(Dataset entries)
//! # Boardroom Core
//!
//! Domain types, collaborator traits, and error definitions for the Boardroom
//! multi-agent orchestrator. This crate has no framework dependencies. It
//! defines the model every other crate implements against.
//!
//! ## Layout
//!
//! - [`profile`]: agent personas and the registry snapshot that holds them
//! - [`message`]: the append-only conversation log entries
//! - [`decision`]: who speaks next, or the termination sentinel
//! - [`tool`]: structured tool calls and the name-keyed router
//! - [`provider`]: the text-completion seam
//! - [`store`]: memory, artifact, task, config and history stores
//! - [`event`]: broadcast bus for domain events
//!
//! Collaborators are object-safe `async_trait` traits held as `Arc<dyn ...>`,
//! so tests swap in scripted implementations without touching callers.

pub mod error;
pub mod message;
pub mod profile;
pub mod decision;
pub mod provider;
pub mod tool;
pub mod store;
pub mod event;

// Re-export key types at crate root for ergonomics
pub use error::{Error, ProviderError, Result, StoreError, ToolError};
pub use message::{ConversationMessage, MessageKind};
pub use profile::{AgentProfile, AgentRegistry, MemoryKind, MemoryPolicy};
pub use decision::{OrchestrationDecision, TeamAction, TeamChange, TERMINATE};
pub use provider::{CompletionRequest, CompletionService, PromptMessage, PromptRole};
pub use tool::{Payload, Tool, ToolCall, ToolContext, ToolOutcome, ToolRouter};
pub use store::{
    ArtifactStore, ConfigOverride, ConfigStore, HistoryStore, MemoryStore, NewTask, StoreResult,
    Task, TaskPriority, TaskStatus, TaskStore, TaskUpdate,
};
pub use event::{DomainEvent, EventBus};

==

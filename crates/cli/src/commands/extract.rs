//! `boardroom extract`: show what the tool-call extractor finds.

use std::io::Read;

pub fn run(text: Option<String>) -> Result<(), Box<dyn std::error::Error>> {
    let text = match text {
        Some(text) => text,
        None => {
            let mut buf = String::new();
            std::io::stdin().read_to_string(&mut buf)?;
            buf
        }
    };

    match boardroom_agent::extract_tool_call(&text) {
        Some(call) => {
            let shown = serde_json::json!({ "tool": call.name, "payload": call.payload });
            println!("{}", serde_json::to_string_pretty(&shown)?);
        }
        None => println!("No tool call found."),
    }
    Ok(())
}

• **EXERCISE REQUIREMENTS**
Identify each line in the records above that contains the word "profile", and copy it out in full.

• **RESPONSE TO THIS TASK**
//! - [`profile`]: agent personas and the registry snapshot that holds them
pub mod profile;
pub use profile::{AgentProfile, AgentRegistry, MemoryKind, MemoryPolicy};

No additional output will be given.